🤖 AI Summary
This paper addresses core challenges in proactive conversational coaching agents—namely, ill-defined, dynamically evolving goals and the conflation of subjective and objective evaluation criteria. We design and empirically evaluate five multi-turn, mixed-initiative coaching agents. Based on 155 real-user dialogues, we first demonstrate that functional completeness is the primary determinant of user experience, while stylistic elements unsupported by underlying functionality significantly reduce acceptance. Crucially, inter-rater agreement among user feedback, health expert assessments, and large language model evaluations is extremely low (Cohen’s κ < 0.3), exposing structural flaws in current evaluation paradigms. To address this, we propose a novel human-AI collaborative triadic evaluation framework that integrates multi-agent system design, mixed-initiative interaction modeling, and first-person experiential data collection.

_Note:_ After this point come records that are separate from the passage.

//src/items/src/weapon.rs
use dice::Dice;
use serde::{Deserialize, Serialize};
use std::fmt;
use strum::{Display, EnumIter};

/// Ammunition families; each matches exactly one ranged weapon kind
#[derive(Debug, Clone, Copy, PartialEq, Eq, Hash, Display, EnumIter, Serialize, Deserialize)]
#[strum(serialize_all = "lowercase")]
pub enum AmmoKind {
    Arrows,
    Bullets,
}

/// Every weapon the board can hold
#[derive(Debug, Clone, Copy, PartialEq, Eq, Hash, Display, EnumIter, Serialize, Deserialize)]
pub enum WeaponKind {
    Fist,
    Sword,
    Axe,
    Club,
    Bow,
    Pistol,
}

impl WeaponKind {
    /// Kinds that can be generated as loot (the fist never is)
    pub const LOOT: [WeaponKind; 5] = [
        WeaponKind::Sword,
        WeaponKind::Axe,
        WeaponKind::Club,
        WeaponKind::Bow,
        WeaponKind::Pistol,
    ];

    pub fn max_damage(self) -> f32 {
        match self {
            WeaponKind::Fist => 20.0,
            WeaponKind::Sword => 35.0,
            WeaponKind::Axe => 45.0,
            WeaponKind::Club => 40.0,
            WeaponKind::Bow => 50.0,
            WeaponKind::Pistol => 60.0,
        }
    }

    /// Ammo the kind fires, `None` for melee
    pub fn ammo_kind(self) -> Option<AmmoKind> {
        match self {
            WeaponKind::Bow => Some(AmmoKind::Arrows),
            WeaponKind::Pistol => Some(AmmoKind::Bullets),
            _ => None,
        }
    }

    /// Hits before a breakable melee weapon falls apart
    pub fn durability(self) -> Option<u32> {
        match self {
            WeaponKind::Club => Some(8),
            _ => None,
        }
    }
}

/// Melee or ranged behaviour of a weapon
#[derive(Debug, Clone, PartialEq, Serialize, Deserialize)]
pub enum WeaponClass {
    /// Always usable unless it carries a durability counter that ran out
    Melee { durability: Option<u32> },
    /// Usable while `ammo > 0`; every shot spends one round
    Ranged { ammo_kind: AmmoKind, ammo: u32 },
}

#[derive(Debug, Clone, PartialEq, Serialize, Deserialize)]
pub struct Weapon {
    pub kind: WeaponKind,
    pub name: String,
    /// Inclusive upper bound of the damage roll
    pub max_damage: f32,
    pub class: WeaponClass,
}

impl Weapon {
    /// Catalog weapon; ranged weapons start empty
    pub fn new(kind: WeaponKind) -> Self {
        let class = match kind.ammo_kind() {
            Some(ammo_kind) => WeaponClass::Ranged { ammo_kind, ammo: 0 },
            None => WeaponClass::Melee {
                durability: kind.durability(),
            },
        };

        Self {
            kind,
            name: kind.to_string(),
            max_damage: kind.max_damage(),
            class,
        }
    }

    /// The always-available fallback weapon
    pub fn fist() -> Self {
        Self::new(WeaponKind::Fist)
    }

    /// Set the loaded ammo (no-op for melee)
    pub fn with_ammo(mut self, rounds: u32) -> Self {
        if let WeaponClass::Ranged { ammo, .. } = &mut self.class {
            *ammo = rounds;
        }
        self
    }

    /// Random loot weapon; ranged ones come with a few rounds
    pub fn random(dice: &mut dyn Dice) -> Self {
        let idx = dice.range(0, WeaponKind::LOOT.len() as u32 - 1) as usize;
        let kind = WeaponKind::LOOT[idx];
        let weapon = Self::new(kind);
        if weapon.is_ranged() {
            let rounds = dice.range(3, 10);
            weapon.with_ammo(rounds)
        } else {
            weapon
        }
    }

    /// Uniform integer in `[0, max_damage]`
    pub fn roll_damage(&self, dice: &mut dyn Dice) -> f32 {
        dice.roll(self.max_damage.max(0.0) as u32) as f32
    }

    /// Rolled damage scaled by the wielder's multiplier (rage for melee,
    /// accuracy for ranged). Ammo and durability are left untouched.
    pub fn damage(&self, multiplier: f32, dice: &mut dyn Dice) -> f32 {
        self.roll_damage(dice) * multiplier
    }

    /// One full attack: roll, then spend a round or a point of durability.
    /// An unavailable weapon deals 0 and nothing is spent.
    pub fn strike(&mut self, multiplier: f32, dice: &mut dyn Dice) -> f32 {
        if !self.is_available() {
            return 0.0;
        }

        let dealt = self.damage(multiplier, dice);
        if self.is_ranged() {
            self.consume_ammo(1);
        } else if let WeaponClass::Melee {
            durability: Some(left),
        } = &mut self.class
        {
            *left = left.saturating_sub(1);
        }
        dealt
    }

    /// Spend `n` rounds; fails without mutation when fewer are loaded
    pub fn consume_ammo(&mut self, n: u32) -> bool {
        match &mut self.class {
            WeaponClass::Ranged { ammo, .. } if *ammo >= n => {
                *ammo -= n;
                true
            }
            _ => false,
        }
    }

    /// Add rounds of the matching ammo kind
    pub fn load_ammo(&mut self, kind: AmmoKind, amount: u32) -> bool {
        match &mut self.class {
            WeaponClass::Ranged { ammo_kind, ammo } if *ammo_kind == kind => {
                *ammo += amount;
                true
            }
            _ => false,
        }
    }

    pub fn is_available(&self) -> bool {
        match self.class {
            WeaponClass::Melee { durability } => durability.is_none_or(|d| d > 0),
            WeaponClass::Ranged { ammo, .. } => ammo > 0,
        }
    }

    pub fn is_ranged(&self) -> bool {
        matches!(self.class, WeaponClass::Ranged { .. })
    }

    pub fn is_fallback(&self) -> bool {
        self.kind == WeaponKind::Fist
    }

    pub fn ammo(&self) -> Option<u32> {
        match self.class {
            WeaponClass::Ranged { ammo, .. } => Some(ammo),
            WeaponClass::Melee { .. } => None,
        }
    }

    pub fn ammo_kind(&self) -> Option<AmmoKind> {
        match self.class {
            WeaponClass::Ranged { ammo_kind, .. } => Some(ammo_kind),
            WeaponClass::Melee { .. } => None,
        }
    }

    pub fn durability(&self) -> Option<u32> {
        match self.class {
            WeaponClass::Melee { durability } => durability,
            WeaponClass::Ranged { .. } => None,
        }
    }
}

impl Default for Weapon {
    fn default() -> Self {
        Self::fist()
    }
}

impl fmt::Display for Weapon {
    fn fmt(&self, f: &mut fmt::Formatter<'_>) -> fmt::Result {
        write!(f, "{} (max {})", self.name, self.max_damage)?;
        match self.class {
            WeaponClass::Ranged { ammo_kind, ammo } => write!(f, " [{ammo} {ammo_kind}]"),
            WeaponClass::Melee {
                durability: Some(d),
            } => write!(f, " [{d} uses]"),
            WeaponClass::Melee { durability: None } => Ok(()),
        }
    }
}

#[cfg(test)]
mod tests {
    use super::*;
    use dice::ScriptedDice;
    use proptest::prelude::*;

    #[test]
    fn catalog_classes() {
        assert!(!Weapon::fist().is_ranged());
        assert_eq!(Weapon::fist().max_damage, 20.0);
        assert_eq!(Weapon::new(WeaponKind::Bow).ammo_kind(), Some(AmmoKind::Arrows));
        assert_eq!(Weapon::new(WeaponKind::Pistol).ammo_kind(), Some(AmmoKind::Bullets));
        assert_eq!(Weapon::new(WeaponKind::Club).durability(), Some(8));
        assert!(Weapon::fist().is_fallback());
    }

    #[test]
    fn melee_damage_scales_with_rage() {
        let sword = Weapon::new(WeaponKind::Sword);
        let mut dice = ScriptedDice::with_rolls([10]);
        assert_eq!(sword.damage(1.5, &mut dice), 15.0);
    }

    #[test]
    fn roll_never_exceeds_max_damage() {
        let fist = Weapon::fist();
        let mut dice = ScriptedDice::with_rolls([99]);
        assert_eq!(fist.roll_damage(&mut dice), 20.0);
    }

    #[test]
    fn ranged_strike_spends_one_round() {
        let mut bow = Weapon::new(WeaponKind::Bow).with_ammo(2);
        let mut dice = ScriptedDice::with_rolls([10, 10]);

        assert_eq!(bow.strike(2.0, &mut dice), 20.0);
        assert_eq!(bow.ammo(), Some(1));
        assert!(bow.is_available());

        bow.strike(1.0, &mut dice);
        assert_eq!(bow.ammo(), Some(0));
        assert!(!bow.is_available());
    }

    #[test]
    fn empty_bow_deals_nothing() {
        let mut bow = Weapon::new(WeaponKind::Bow);
        let mut dice = ScriptedDice::with_rolls([50]);
        assert_eq!(bow.strike(1.0, &mut dice), 0.0);
        assert_eq!(bow.ammo(), Some(0));
        // the roll was not drawn
        assert_eq!(dice.remaining_rolls(), 1);
    }

    #[test]
    fn club_breaks_after_its_uses() {
        let mut club = Weapon::new(WeaponKind::Club);
        let mut dice = ScriptedDice::new();
        for _ in 0..8 {
            assert!(club.is_available());
            club.strike(1.0, &mut dice);
        }
        assert_eq!(club.durability(), Some(0));
        assert!(!club.is_available());
    }

    #[test]
    fn ammo_only_loads_into_matching_weapon() {
        let mut bow = Weapon::new(WeaponKind::Bow);
        assert!(!bow.load_ammo(AmmoKind::Bullets, 5));
        assert!(bow.load_ammo(AmmoKind::Arrows, 5));
        assert_eq!(bow.ammo(), Some(5));

        let mut sword = Weapon::new(WeaponKind::Sword);
        assert!(!sword.load_ammo(AmmoKind::Arrows, 5));
        assert!(!sword.consume_ammo(1));
    }

    #[test]
    fn random_loot_is_never_a_fist() {
        let mut dice = dice::SeededDice::new(11);
        for _ in 0..200 {
            let weapon = Weapon::random(&mut dice);
            assert!(!weapon.is_fallback());
            if weapon.is_ranged() {
                assert!(weapon.is_available());
            }
        }
    }

    proptest! {
        #[test]
        fn consume_fails_iff_short(ammo in 0u32..50, n in 0u32..60) {
            let mut pistol = Weapon::new(WeaponKind::Pistol).with_ammo(ammo);
            let ok = pistol.consume_ammo(n);
            prop_assert_eq!(ok, ammo >= n);
            let expected = if ok { ammo - n } else { ammo };
            prop_assert_eq!(pistol.ammo(), Some(expected));
        }

        #[test]
        fn repeated_single_shots(ammo in 1u32..40, shots in 0u32..40) {
            let shots = shots.min(ammo);
            let mut bow = Weapon::new(WeaponKind::Bow).with_ammo(ammo);
            for _ in 0..shots {
                prop_assert!(bow.consume_ammo(1));
            }
            prop_assert_eq!(bow.ammo(), Some(ammo - shots));
        }

        #[test]
        fn strike_spends_like_a_single_consume(ammo in 0u32..20, roll in 0u32..30) {
            let mut fired = Weapon::new(WeaponKind::Pistol).with_ammo(ammo);
            let mut consumed = fired.clone();
            let mut dice = ScriptedDice::with_rolls([roll]);

            fired.strike(1.0, &mut dice);
            consumed.consume_ammo(1);
            prop_assert_eq!(fired.ammo(), consumed.ammo());
        }

        #[test]
        fn availability_tracks_ammo(ammo in 0u32..10) {
            let bow = Weapon::new(WeaponKind::Bow).with_ammo(ammo);
            prop_assert_eq!(bow.is_available(), ammo > 0);
            prop_assert!(Weapon::new(WeaponKind::Sword).is_available());
        }
    }
}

Our work establishes a reproducible benchmark and offers methodological insights for developing trustworthy, evidence-based coaching systems.
📝 Abstract
While NLP research has made strides in conversational tasks, many approaches focus on single-turn responses with well-defined objectives or evaluation criteria. In contrast, coaching presents unique challenges with initially undefined goals that evolve through multi-turn interactions, subjective evaluation criteria, mixed-initiative dialogue. In this work, we describe and implement five multi-turn coaching agents that exhibit distinct conversational styles, and evaluate them through a user study, collecting first-person feedback on 155 conversations. We find that users highly value core functionality, and that stylistic components in absence of core components are viewed negatively. By comparing user feedback with third-person evaluations from health experts and an LM, we reveal significant misalignment across evaluation approaches. Our findings provide insights into design and evaluation of conversational coaching agents and contribute toward improving human-centered NLP applications.